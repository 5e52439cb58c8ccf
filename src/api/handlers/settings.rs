//! Site settings key/value store.
//!
//! Reads are public so the frontend can fetch rendering flags without a
//! session; writes go through the session guard. The analytics endpoint
//! serves the `ga_snippet` value with a short cache window.

use axum::{
    extract::{Extension, Query},
    http::{HeaderMap, HeaderValue, StatusCode, header::CACHE_CONTROL},
    response::{IntoResponse, Json},
};
use serde::{Deserialize, Serialize};
use serde_json::json;
use sqlx::{PgPool, Row};
use tracing::{Instrument, error, info_span};
use utoipa::{IntoParams, ToSchema};

use super::json_error;
use crate::api::handlers::auth::session::{Verdict, authorize};

const ANALYTICS_KEY: &str = "ga_snippet";
const ANALYTICS_CACHE_CONTROL: &str = "public, max-age=300";

#[derive(ToSchema, IntoParams, Deserialize, Debug)]
pub struct GetParams {
    pub key: Option<String>,
}

#[derive(ToSchema, Serialize, Deserialize, Debug)]
pub struct SettingValue {
    pub value: String,
}

#[derive(ToSchema, Deserialize, Debug)]
pub struct PutRequest {
    pub key: Option<String>,
    pub value: Option<String>,
}

#[utoipa::path(
    get,
    path = "/api/admin/settings",
    params(GetParams),
    responses(
        (status = 200, description = "Setting value, empty string when unset", body = SettingValue),
        (status = 400, description = "Missing key"),
        (status = 500, description = "Server error")
    ),
    tag = "settings"
)]
// axum handler for reading a setting
pub async fn get(pool: Extension<PgPool>, Query(params): Query<GetParams>) -> impl IntoResponse {
    let Some(key) = params.key.filter(|key| !key.trim().is_empty()) else {
        return json_error(StatusCode::BAD_REQUEST, "Key required");
    };

    match fetch_value(&pool, key.trim()).await {
        Ok(value) => {
            // Unset keys read as an empty string, not an error.
            let value = value.unwrap_or_default();
            (StatusCode::OK, Json(SettingValue { value })).into_response()
        }
        Err(err) => {
            error!("Failed to read setting: {}", err);

            json_error(StatusCode::INTERNAL_SERVER_ERROR, "Server error")
        }
    }
}

#[utoipa::path(
    post,
    path = "/api/admin/settings",
    request_body = PutRequest,
    responses(
        (status = 200, description = "Setting stored"),
        (status = 400, description = "Missing key"),
        (status = 401, description = "Not authenticated"),
        (status = 500, description = "Server error")
    ),
    tag = "settings"
)]
// axum handler for writing a setting
pub async fn put(
    headers: HeaderMap,
    pool: Extension<PgPool>,
    payload: Option<Json<PutRequest>>,
) -> impl IntoResponse {
    match authorize(&headers, &pool).await {
        Ok(Verdict::Authenticated(_)) => {}
        Ok(Verdict::Unauthenticated(_)) => {
            return json_error(StatusCode::UNAUTHORIZED, "Unauthorized");
        }
        Err(status) => return json_error(status, "Server error"),
    }

    let Some(Json(payload)) = payload else {
        return json_error(StatusCode::BAD_REQUEST, "Key required");
    };
    let Some(key) = payload.key.as_deref().map(str::trim).filter(|key| !key.is_empty()) else {
        return json_error(StatusCode::BAD_REQUEST, "Key required");
    };
    let value = payload.value.unwrap_or_default();

    let query = "INSERT INTO settings (key, value, updated_at)
        VALUES ($1, $2, NOW())
        ON CONFLICT (key) DO UPDATE SET value = EXCLUDED.value, updated_at = NOW()";
    let upsert_span = info_span!(
        "db.query",
        db.system = "postgresql",
        db.operation = "INSERT",
        db.statement = query
    );
    match sqlx::query(query)
        .bind(key)
        .bind(&value)
        .execute(&pool.0)
        .instrument(upsert_span)
        .await
    {
        Ok(_) => (StatusCode::OK, Json(json!({ "success": true }))).into_response(),
        Err(err) => {
            error!("Failed to write setting: {}", err);

            json_error(StatusCode::INTERNAL_SERVER_ERROR, "Server error")
        }
    }
}

#[utoipa::path(
    get,
    path = "/api/settings/analytics",
    responses(
        (status = 200, description = "Analytics snippet, empty string when unset"),
        (status = 500, description = "Server error")
    ),
    tag = "settings"
)]
// axum handler for the public analytics snippet
pub async fn analytics(pool: Extension<PgPool>) -> impl IntoResponse {
    match fetch_value(&pool, ANALYTICS_KEY).await {
        Ok(value) => {
            let snippet = value.unwrap_or_default();
            let headers = [(
                CACHE_CONTROL,
                HeaderValue::from_static(ANALYTICS_CACHE_CONTROL),
            )];
            (StatusCode::OK, headers, Json(json!({ "snippet": snippet }))).into_response()
        }
        Err(err) => {
            error!("Failed to read analytics snippet: {}", err);

            json_error(StatusCode::INTERNAL_SERVER_ERROR, "Server error")
        }
    }
}

async fn fetch_value(pool: &PgPool, key: &str) -> anyhow::Result<Option<String>> {
    let query = "SELECT value FROM settings WHERE key = $1";
    let select_span = info_span!(
        "db.query",
        db.system = "postgresql",
        db.operation = "SELECT",
        db.statement = query
    );
    let row = sqlx::query(query)
        .bind(key)
        .fetch_optional(pool)
        .instrument(select_span)
        .await?;

    Ok(row.map(|row| row.get("value")))
}

#[cfg(test)]
mod tests {
    use super::*;

    #[test]
    fn setting_value_serializes_value_field() {
        let value = serde_json::to_value(SettingValue {
            value: "on".to_string(),
        })
        .expect("serialize");
        assert_eq!(value, json!({ "value": "on" }));
    }

    #[test]
    fn put_request_tolerates_missing_fields() {
        let payload: PutRequest = serde_json::from_str("{}").expect("deserialize");
        assert!(payload.key.is_none());
        assert!(payload.value.is_none());
    }
}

★ ★ ★ ★

Exercise
Your answer should consist of the lines from the line with "pub struct GetParams" to the line with "let value = value.unwrap_or_default();" above, repeated exactly, both ends included.

Answer box
pub struct GetParams {
    pub key: Option<String>,
}

#[derive(ToSchema, Serialize, Deserialize, Debug)]
pub struct SettingValue {
    pub value: String,
}

#[derive(ToSchema, Deserialize, Debug)]
pub struct PutRequest {
    pub key: Option<String>,
    pub value: Option<String>,
}

#[utoipa::path(
    get,
    path = "/api/admin/settings",
    params(GetParams),
    responses(
        (status = 200, description = "Setting value, empty string when unset", body = SettingValue),
        (status = 400, description = "Missing key"),
        (status = 500, description = "Server error")
    ),
    tag = "settings"
)]
// axum handler for reading a setting
pub async fn get(pool: Extension<PgPool>, Query(params): Query<GetParams>) -> impl IntoResponse {
    let Some(key) = params.key.filter(|key| !key.trim().is_empty()) else {
        return json_error(StatusCode::BAD_REQUEST, "Key required");
    };

    match fetch_value(&pool, key.trim()).await {
        Ok(value) => {
            // Unset keys read as an empty string, not an error.
            let value = value.unwrap_or_default();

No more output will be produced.